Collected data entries
+++

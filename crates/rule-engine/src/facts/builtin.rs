//! 内置地块事实
//!
//! | 事实 | 值 |
//! |---|---|
//! | `perimeterBounds` | `{lower: 0, upper: totalPerimeter}` |
//! | `adjustedPerimeter` | `totalPerimeter` 减去周长要素总长 |
//! | `adjustedPerimeterBounds` | `{lower: 0, upper: adjustedPerimeter}` |
//! | `areaBounds` | `{lower: 0, upper: totalArea}` |
//! | `adjustedArea` | `totalArea` 减去全部面积要素 |
//! | `adjustedAreaBounds` | `{lower: 0, upper: adjustedArea}` |
//! | `pondlessArea` | `totalArea` 减去池塘面积 |
//! | `pondlessAreaBounds` | `{lower: 0, upper: pondlessArea}` |
//! | `toleranceUpperLimit` | `totalPerimeter + tolerance` |
//! | `yearsSinceLastAction` | 距最近一次匹配操作的年数，无匹配时为 null |

use std::sync::Arc;

use async_trait::async_trait;
use chrono::NaiveDate;
use serde_json::{json, Value};
use tracing::debug;

use super::calendar::{parse_date, years_between};
use super::names;
use super::{number, Fact, DEFAULT_PRIORITY};
use crate::almanac::Almanac;
use crate::error::{Result, RuleError};
use crate::parcel::Parcel;

/// 依赖其他派生事实的事实优先级
const DERIVED_PRIORITY: u32 = DEFAULT_PRIORITY + 1;

/// 所有内置事实，按注册顺序
pub fn defaults() -> Vec<Arc<dyn Fact>> {
    vec![
        Arc::new(BoundsFact::new(
            names::PERIMETER_BOUNDS,
            names::PARCEL,
            Some("$.totalPerimeter"),
        )),
        Arc::new(ParcelMeasure::new(
            names::ADJUSTED_PERIMETER,
            Parcel::adjusted_perimeter,
        )),
        Arc::new(
            BoundsFact::new(names::ADJUSTED_PERIMETER_BOUNDS, names::ADJUSTED_PERIMETER, None)
                .with_priority(DERIVED_PRIORITY),
        ),
        Arc::new(BoundsFact::new(
            names::AREA_BOUNDS,
            names::PARCEL,
            Some("$.totalArea"),
        )),
        Arc::new(ParcelMeasure::new(names::ADJUSTED_AREA, Parcel::adjusted_area)),
        Arc::new(
            BoundsFact::new(names::ADJUSTED_AREA_BOUNDS, names::ADJUSTED_AREA, None)
                .with_priority(DERIVED_PRIORITY),
        ),
        Arc::new(ParcelMeasure::new(names::PONDLESS_AREA, Parcel::pondless_area)),
        Arc::new(
            BoundsFact::new(names::PONDLESS_AREA_BOUNDS, names::PONDLESS_AREA, None)
                .with_priority(DERIVED_PRIORITY),
        ),
        Arc::new(ToleranceUpperLimit),
        Arc::new(YearsSinceLastAction),
    ]
}

/// 从地块计算出的数值
pub struct ParcelMeasure {
    name: &'static str,
    measure: fn(&Parcel) -> f64,
}

impl ParcelMeasure {
    pub fn new(name: &'static str, measure: fn(&Parcel) -> f64) -> Self {
        Self { name, measure }
    }
}

#[async_trait]
impl Fact for ParcelMeasure {
    fn name(&self) -> &str {
        self.name
    }

    async fn calculate(&self, _params: &Value, almanac: &Almanac) -> Result<Value> {
        let parcel: Parcel = almanac.fact_as(names::PARCEL).await?;
        Ok(number((self.measure)(&parcel)))
    }
}

/// `{lower: 0, upper: <source>}` 形式的范围事实
pub struct BoundsFact {
    name: &'static str,
    source: &'static str,
    path: Option<&'static str>,
    priority: u32,
}

impl BoundsFact {
    pub fn new(name: &'static str, source: &'static str, path: Option<&'static str>) -> Self {
        Self {
            name,
            source,
            path,
            priority: DEFAULT_PRIORITY,
        }
    }

    pub fn with_priority(mut self, priority: u32) -> Self {
        self.priority = priority;
        self
    }
}

#[async_trait]
impl Fact for BoundsFact {
    fn name(&self) -> &str {
        self.name
    }

    fn priority(&self) -> u32 {
        self.priority
    }

    async fn calculate(&self, _params: &Value, almanac: &Almanac) -> Result<Value> {
        let upper = almanac
            .fact_value_at(self.source, self.path, None)
            .await?
            .filter(Value::is_number)
            .ok_or_else(|| {
                RuleError::computation(
                    self.name,
                    format!("{} 的 {:?} 不是数值", self.source, self.path),
                )
            })?;

        Ok(json!({ "lower": 0, "upper": upper }))
    }
}

/// 周长加容差得到的上限
pub struct ToleranceUpperLimit;

#[async_trait]
impl Fact for ToleranceUpperLimit {
    fn name(&self) -> &str {
        names::TOLERANCE_UPPER_LIMIT
    }

    async fn calculate(&self, _params: &Value, almanac: &Almanac) -> Result<Value> {
        let parcel: Parcel = almanac.fact_as(names::PARCEL).await?;
        let tolerance: f64 = almanac.fact_as(names::TOLERANCE).await?;
        Ok(number(parcel.total_perimeter + tolerance))
    }
}

/// 距最近一次同类操作的年数
///
/// 没有匹配的历史操作时返回 null，表示无法比较，规则中以 `equal null` 单独处理。
pub struct YearsSinceLastAction;

#[async_trait]
impl Fact for YearsSinceLastAction {
    fn name(&self) -> &str {
        names::YEARS_SINCE_LAST_ACTION
    }

    async fn calculate(&self, _params: &Value, almanac: &Almanac) -> Result<Value> {
        let reference: String = almanac.fact_as(names::REFERENCE_DATE).await?;
        let reference = parse_date(&reference)?;
        let parcel: Parcel = almanac.fact_as(names::PARCEL).await?;
        let action_id: String = almanac.fact_as(names::ACTION_ID).await?;

        let mut last: Option<NaiveDate> = None;
        for action in parcel.actions_matching(&action_id) {
            let date = parse_date(&action.date)?;
            last = Some(last.map_or(date, |d| d.max(date)));
        }

        let Some(last) = last else {
            debug!(action_id = %action_id, "无匹配的历史操作");
            return Ok(Value::Null);
        };

        Ok(number(years_between(last, reference)?))
    }
}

+++

[Task] How many lines in the data contain the string "static"? Respond with the number only.

[The completed task] 6